Input material section start
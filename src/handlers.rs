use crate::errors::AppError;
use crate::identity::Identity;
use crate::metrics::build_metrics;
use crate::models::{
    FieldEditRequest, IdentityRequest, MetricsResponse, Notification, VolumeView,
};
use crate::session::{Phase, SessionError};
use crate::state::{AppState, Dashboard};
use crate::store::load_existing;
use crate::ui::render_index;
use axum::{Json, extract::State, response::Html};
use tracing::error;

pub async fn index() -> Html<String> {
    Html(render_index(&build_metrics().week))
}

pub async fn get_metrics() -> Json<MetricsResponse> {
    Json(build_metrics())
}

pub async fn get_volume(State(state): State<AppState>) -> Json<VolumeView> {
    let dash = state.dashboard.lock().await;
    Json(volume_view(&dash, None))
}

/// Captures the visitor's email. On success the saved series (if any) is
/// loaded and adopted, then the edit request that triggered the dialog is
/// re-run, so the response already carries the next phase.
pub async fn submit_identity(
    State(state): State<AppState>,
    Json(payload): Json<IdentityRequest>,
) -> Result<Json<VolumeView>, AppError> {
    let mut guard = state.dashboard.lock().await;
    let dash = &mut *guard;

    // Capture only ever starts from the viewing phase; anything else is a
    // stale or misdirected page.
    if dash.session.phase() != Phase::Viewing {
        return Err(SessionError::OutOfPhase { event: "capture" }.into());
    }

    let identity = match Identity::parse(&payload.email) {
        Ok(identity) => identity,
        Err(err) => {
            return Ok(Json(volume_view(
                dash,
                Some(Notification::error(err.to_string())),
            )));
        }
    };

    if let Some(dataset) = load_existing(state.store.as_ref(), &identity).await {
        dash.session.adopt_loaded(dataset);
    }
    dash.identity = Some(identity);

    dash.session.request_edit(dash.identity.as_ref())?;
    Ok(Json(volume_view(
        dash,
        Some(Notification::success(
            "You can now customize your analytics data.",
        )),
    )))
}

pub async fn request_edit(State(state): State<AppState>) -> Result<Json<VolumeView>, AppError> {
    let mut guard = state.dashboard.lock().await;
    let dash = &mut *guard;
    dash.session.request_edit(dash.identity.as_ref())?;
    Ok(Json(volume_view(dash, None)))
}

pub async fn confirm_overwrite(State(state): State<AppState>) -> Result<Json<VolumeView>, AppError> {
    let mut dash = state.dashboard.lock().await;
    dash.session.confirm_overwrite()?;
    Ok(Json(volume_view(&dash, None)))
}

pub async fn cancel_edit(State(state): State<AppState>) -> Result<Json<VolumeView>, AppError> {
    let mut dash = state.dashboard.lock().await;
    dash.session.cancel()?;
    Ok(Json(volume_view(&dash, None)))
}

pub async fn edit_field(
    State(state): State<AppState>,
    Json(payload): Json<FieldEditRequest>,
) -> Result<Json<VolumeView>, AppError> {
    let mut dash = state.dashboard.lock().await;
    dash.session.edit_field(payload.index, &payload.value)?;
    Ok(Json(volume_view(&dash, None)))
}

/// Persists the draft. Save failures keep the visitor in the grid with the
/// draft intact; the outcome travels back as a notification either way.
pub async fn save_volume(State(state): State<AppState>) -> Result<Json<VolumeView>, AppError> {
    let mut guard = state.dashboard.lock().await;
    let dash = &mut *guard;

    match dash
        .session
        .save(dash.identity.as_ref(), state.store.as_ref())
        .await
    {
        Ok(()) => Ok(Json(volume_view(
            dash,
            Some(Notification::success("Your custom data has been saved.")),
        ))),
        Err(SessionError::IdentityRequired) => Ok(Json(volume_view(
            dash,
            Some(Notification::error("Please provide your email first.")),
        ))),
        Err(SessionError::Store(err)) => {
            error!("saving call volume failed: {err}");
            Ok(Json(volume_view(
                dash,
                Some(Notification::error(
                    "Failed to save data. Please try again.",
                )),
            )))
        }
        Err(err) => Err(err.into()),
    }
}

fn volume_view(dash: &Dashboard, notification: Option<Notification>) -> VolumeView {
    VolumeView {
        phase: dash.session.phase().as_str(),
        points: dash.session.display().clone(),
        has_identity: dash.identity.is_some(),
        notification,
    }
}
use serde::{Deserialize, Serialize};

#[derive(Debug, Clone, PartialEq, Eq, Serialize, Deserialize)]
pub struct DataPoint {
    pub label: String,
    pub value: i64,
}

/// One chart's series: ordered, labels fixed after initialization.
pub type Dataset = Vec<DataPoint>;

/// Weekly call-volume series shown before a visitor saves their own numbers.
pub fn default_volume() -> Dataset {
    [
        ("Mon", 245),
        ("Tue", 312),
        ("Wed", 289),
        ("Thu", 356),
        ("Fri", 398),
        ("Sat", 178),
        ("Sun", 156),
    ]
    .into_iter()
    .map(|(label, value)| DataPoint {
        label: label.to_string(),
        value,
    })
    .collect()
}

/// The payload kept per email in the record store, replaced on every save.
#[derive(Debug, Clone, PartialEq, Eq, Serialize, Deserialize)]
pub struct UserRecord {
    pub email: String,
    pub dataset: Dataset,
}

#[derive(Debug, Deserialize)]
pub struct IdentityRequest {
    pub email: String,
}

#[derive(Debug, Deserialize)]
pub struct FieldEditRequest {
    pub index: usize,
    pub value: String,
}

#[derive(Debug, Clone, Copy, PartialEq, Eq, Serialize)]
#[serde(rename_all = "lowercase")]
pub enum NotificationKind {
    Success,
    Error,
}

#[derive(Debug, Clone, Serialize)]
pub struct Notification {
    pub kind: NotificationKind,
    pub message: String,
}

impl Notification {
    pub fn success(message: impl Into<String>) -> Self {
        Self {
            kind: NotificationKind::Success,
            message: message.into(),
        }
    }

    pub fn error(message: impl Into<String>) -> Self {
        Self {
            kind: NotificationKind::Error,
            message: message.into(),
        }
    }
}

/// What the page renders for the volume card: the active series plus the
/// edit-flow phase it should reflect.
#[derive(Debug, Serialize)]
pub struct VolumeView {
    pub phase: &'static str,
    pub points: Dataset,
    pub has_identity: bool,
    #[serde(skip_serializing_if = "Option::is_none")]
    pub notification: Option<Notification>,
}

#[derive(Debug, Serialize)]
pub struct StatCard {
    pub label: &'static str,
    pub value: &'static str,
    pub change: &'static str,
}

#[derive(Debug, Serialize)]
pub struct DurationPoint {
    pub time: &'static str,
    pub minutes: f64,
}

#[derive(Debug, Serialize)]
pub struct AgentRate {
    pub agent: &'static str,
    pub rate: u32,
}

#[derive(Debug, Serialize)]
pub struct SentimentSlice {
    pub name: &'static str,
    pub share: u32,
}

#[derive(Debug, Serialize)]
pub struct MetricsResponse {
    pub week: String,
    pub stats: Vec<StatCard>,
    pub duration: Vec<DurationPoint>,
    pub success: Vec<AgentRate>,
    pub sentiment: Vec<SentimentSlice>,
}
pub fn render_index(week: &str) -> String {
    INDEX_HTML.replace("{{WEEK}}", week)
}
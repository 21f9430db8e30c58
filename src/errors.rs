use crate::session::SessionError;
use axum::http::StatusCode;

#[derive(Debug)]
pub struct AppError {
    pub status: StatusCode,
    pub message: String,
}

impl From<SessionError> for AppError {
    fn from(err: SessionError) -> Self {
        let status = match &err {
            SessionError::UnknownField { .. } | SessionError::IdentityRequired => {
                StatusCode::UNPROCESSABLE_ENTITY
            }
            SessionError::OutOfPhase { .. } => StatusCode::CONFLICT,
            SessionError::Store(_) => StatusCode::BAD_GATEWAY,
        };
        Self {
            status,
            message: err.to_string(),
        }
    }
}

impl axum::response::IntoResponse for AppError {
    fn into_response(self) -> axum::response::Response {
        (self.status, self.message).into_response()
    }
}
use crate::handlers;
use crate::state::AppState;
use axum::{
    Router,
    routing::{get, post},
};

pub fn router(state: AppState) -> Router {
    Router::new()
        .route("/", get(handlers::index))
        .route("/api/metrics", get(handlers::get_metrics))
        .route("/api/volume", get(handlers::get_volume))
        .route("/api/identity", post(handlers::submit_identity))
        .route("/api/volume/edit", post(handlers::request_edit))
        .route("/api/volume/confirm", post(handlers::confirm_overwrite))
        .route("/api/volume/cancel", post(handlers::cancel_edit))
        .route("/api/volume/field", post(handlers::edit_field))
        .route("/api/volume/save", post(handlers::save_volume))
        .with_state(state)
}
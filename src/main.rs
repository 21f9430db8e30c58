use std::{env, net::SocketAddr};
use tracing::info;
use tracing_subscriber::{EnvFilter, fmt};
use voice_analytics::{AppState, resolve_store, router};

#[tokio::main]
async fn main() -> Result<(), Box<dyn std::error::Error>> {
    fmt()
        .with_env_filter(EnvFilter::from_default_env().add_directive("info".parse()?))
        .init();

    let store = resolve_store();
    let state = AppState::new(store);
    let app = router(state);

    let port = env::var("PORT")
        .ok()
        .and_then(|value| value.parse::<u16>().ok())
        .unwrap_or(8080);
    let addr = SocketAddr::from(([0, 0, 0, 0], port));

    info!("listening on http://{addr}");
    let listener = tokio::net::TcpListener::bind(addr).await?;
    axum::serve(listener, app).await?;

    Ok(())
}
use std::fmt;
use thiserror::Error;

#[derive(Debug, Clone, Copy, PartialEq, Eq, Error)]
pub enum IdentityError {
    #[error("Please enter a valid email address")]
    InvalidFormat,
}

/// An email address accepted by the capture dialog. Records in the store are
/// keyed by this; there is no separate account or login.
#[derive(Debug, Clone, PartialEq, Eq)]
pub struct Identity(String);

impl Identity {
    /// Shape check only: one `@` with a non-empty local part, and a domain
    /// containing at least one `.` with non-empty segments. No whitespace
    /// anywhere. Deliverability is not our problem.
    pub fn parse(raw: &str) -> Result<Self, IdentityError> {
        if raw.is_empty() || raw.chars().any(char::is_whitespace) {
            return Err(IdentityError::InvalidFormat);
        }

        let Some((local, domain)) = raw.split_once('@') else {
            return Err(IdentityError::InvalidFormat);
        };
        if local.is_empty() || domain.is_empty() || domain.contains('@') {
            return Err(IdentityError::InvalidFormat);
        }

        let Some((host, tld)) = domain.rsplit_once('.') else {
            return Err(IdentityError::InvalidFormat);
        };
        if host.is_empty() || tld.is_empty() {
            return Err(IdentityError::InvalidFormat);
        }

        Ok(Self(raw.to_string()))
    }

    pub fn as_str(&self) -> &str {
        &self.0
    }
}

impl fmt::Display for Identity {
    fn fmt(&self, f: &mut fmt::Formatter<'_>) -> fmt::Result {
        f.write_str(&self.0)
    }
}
Input material section end
§ Directions for this task:
For every line in the listing above that mentions the word "crate", make a copy.

§ Result of this exercise:
use crate::errors::AppError;
use crate::identity::Identity;
use crate::metrics::build_metrics;
use crate::models::{
use crate::session::{Phase, SessionError};
use crate::state::{AppState, Dashboard};
use crate::store::load_existing;
use crate::ui::render_index;
use crate::session::SessionError;
use crate::handlers;
use crate::state::AppState;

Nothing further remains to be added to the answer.